Renne de Sausine, um dos seus biógrafos, descrevia “há na sua aparência alguma coisa sobrenatural (….) Era descrito como sendo muito alto e muito delgado. Aparentava uma magreza tal que as pessoas temiam estar perto pele para evitar apanhar tuberculose. (2) Manifestava uma marcada palidez desde a sua infância e, apenas com 28 anos, começavam a aparecer sinais de envelhecimento prematuro, ficando mais delgado. O seu rosto era descrito como cadavérico, havia rugas na sua delicada pele. O cabelo do músico é longo, negro e escasso, com marcadas entradas frontais. O seu nariz era agudo e proeminente, os lábios muito delgados, as orelhas muito grandes. As suas mãos muito ossudas e as veias muito marcadas, os seus pés eram surpreendentemente muito grandes, e o seu pescoço longo e enrugado.” (2)

Após hemoptises recorrentes, este diabólico músico faleceu em Nice no dia 27 de Maio de 1840. No entanto, a fama sobrenatural deste era tal que o bispo da cidade negou o seu enterro e o seu caixão permaneceu anos numa cave. Apenas em 1876 foi permitido o funeral e os seus restos foram transferidos ao cemitério de Parma. (2)

Paganini deixou 22 valiosos instrumentos: 11 Stradivari entre violinos, violas e violoncelos, e violinos Amati y Guarneri (sendo o seu preferido o Guarneri do Gesu de 1742) (2)

Genética disfarçada de diabo

Desde 1820 que Paganini manifestava queixas de perda de peso e tosse crónica, às quais se viria acrescentar disfonia e dor laríngea. (3) Após várias “mezinhas” da época e vários médicos foi diagnosticado com “uma infecção sifilítica escondida de longa duração” e com tuberculose, sendo medicado com mercúrio (3).

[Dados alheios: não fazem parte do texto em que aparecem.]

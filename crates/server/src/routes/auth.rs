//! Registration, email verification, and password reset handlers.

use axum::{
    Json,
    extract::{Query, State},
    http::StatusCode,
};
use serde::{Deserialize, Serialize};
use tracing::instrument;

use crate::error::AppError;
use crate::services::auth::{AuthError, AuthService};
use crate::state::AppState;

/// Registration form data.
#[derive(Debug, Deserialize)]
pub struct RegisterRequest {
    pub email: String,
    pub password: String,
    pub first_name: String,
    pub last_name: String,
}

/// Response for registration.
#[derive(Debug, Serialize)]
pub struct RegisterResponse {
    pub id: i32,
    pub email: String,
}

/// Register a new user and send the verification link.
///
/// POST /api/auth/register
#[instrument(skip(state, body), fields(email = %body.email))]
pub async fn register(
    State(state): State<AppState>,
    Json(body): Json<RegisterRequest>,
) -> Result<(StatusCode, Json<RegisterResponse>), AppError> {
    if body.first_name.trim().is_empty() || body.last_name.trim().is_empty() {
        return Err(AppError::BadRequest(
            "first_name and last_name are required".to_owned(),
        ));
    }

    let auth = AuthService::new(state.pool());
    let user = auth
        .register(
            &body.email,
            &body.password,
            body.first_name.trim(),
            body.last_name.trim(),
        )
        .await
        .map_err(map_auth_error)?;

    let token = auth
        .issue_verification_token(user.id)
        .await
        .map_err(map_auth_error)?;

    let link = format!(
        "{}/api/auth/verify-email?token={token}",
        state.config().base_url
    );
    // Registration already succeeded; a failed send is logged, not fatal.
    if let Err(e) = state
        .email()
        .send_verification_link(user.email.as_str(), &link)
        .await
    {
        tracing::error!(error = %e, user_id = %user.id, "failed to send verification email");
    }

    Ok((
        StatusCode::CREATED,
        Json(RegisterResponse {
            id: user.id.as_i32(),
            email: user.email.to_string(),
        }),
    ))
}

/// Query parameters for email verification.
#[derive(Debug, Deserialize)]
pub struct VerifyEmailQuery {
    pub token: String,
}

/// Generic ok response.
#[derive(Debug, Serialize)]
pub struct OkResponse {
    pub ok: bool,
}

/// Consume an email-verification token.
///
/// GET /api/auth/verify-email?token=
#[instrument(skip(state, query))]
pub async fn verify_email(
    State(state): State<AppState>,
    Query(query): Query<VerifyEmailQuery>,
) -> Result<Json<OkResponse>, AppError> {
    AuthService::new(state.pool())
        .verify_email(&query.token)
        .await
        .map_err(map_auth_error)?;

    Ok(Json(OkResponse { ok: true }))
}

/// Password reset request form data.
#[derive(Debug, Deserialize)]
pub struct PasswordResetRequest {
    pub email: String,
}

/// Start a password reset.
///
/// POST /api/auth/password-reset/request
///
/// Always responds 200 so the endpoint cannot be used to probe for
/// registered addresses.
#[instrument(skip(state, body), fields(email = %body.email))]
pub async fn request_password_reset(
    State(state): State<AppState>,
    Json(body): Json<PasswordResetRequest>,
) -> Result<Json<OkResponse>, AppError> {
    let auth = AuthService::new(state.pool());

    match auth.start_password_reset(&body.email).await {
        Ok(Some((user, token))) => {
            let link = format!(
                "{}/api/auth/password-reset/confirm?token={token}",
                state.config().base_url
            );
            if let Err(e) = state
                .email()
                .send_password_reset_link(user.email.as_str(), &link)
                .await
            {
                tracing::error!(error = %e, user_id = %user.id, "failed to send reset email");
            }
        }
        Ok(None) => {
            tracing::info!("password reset requested for unknown address");
        }
        Err(AuthError::InvalidEmail(e)) => {
            return Err(AppError::BadRequest(e.to_string()));
        }
        Err(e) => return Err(map_auth_error(e)),
    }

    Ok(Json(OkResponse { ok: true }))
}

/// Password reset confirmation form data.
#[derive(Debug, Deserialize)]
pub struct PasswordResetConfirm {
    pub token: String,
    pub new_password: String,
}

/// Consume a reset token and set the new password.
///
/// POST /api/auth/password-reset/confirm
#[instrument(skip(state, body))]
pub async fn confirm_password_reset(
    State(state): State<AppState>,
    Json(body): Json<PasswordResetConfirm>,
) -> Result<Json<OkResponse>, AppError> {
    AuthService::new(state.pool())
        .reset_password(&body.token, &body.new_password)
        .await
        .map_err(map_auth_error)?;

    Ok(Json(OkResponse { ok: true }))
}

/// Map auth service errors onto HTTP-facing errors.
pub(crate) fn map_auth_error(e: AuthError) -> AppError {
    match e {
        AuthError::InvalidEmail(e) => AppError::BadRequest(e.to_string()),
        AuthError::WeakPassword(msg) => AppError::BadRequest(msg),
        AuthError::UserAlreadyExists => AppError::Conflict("email already registered".to_owned()),
        AuthError::InvalidCredentials => AppError::Unauthorized,
        AuthError::InvalidToken => AppError::BadRequest("invalid or expired token".to_owned()),
        AuthError::UserNotFound => AppError::NotFound("user".to_owned()),
        AuthError::Repository(e) => AppError::Database(e),
        AuthError::PasswordHash => AppError::Internal("password hashing failed".to_owned()),
    }
}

Só em 1831 o Dr. Francesco Benati identificou a intoxicação por mercúrio. Este médico publicou a história clínica do seu doente num artigo do Revue de Paris. Neste artigo, o médico realçou o efeito tóxico do mercúrio no estômago, gengivas e dentes e colocou em causa o diagnóstico de sífilis, atribuindo uma etiologia “neurogénica” aos sintomas. Colocou também em causa o diagnóstico de tuberculose, alegando que a clínica não era concordante e que o estetoscópio de Laennec (“avô” do estetoscópio moderno) não revelou qualquer alteração na auscultação pulmonar (3)

A teoria da intoxicação por crónica por mercúrio é apoiada pelos surtos neuropsiquiátricos de irritabilidade, nervosismo, comportamento evitante, depressão e lassitude. Associado a um tremor postural, também conhecido como “tremor de chapeleiro” (hatter shake) que por vezes afectava a sua escrita e manuseamento de violino (2,3)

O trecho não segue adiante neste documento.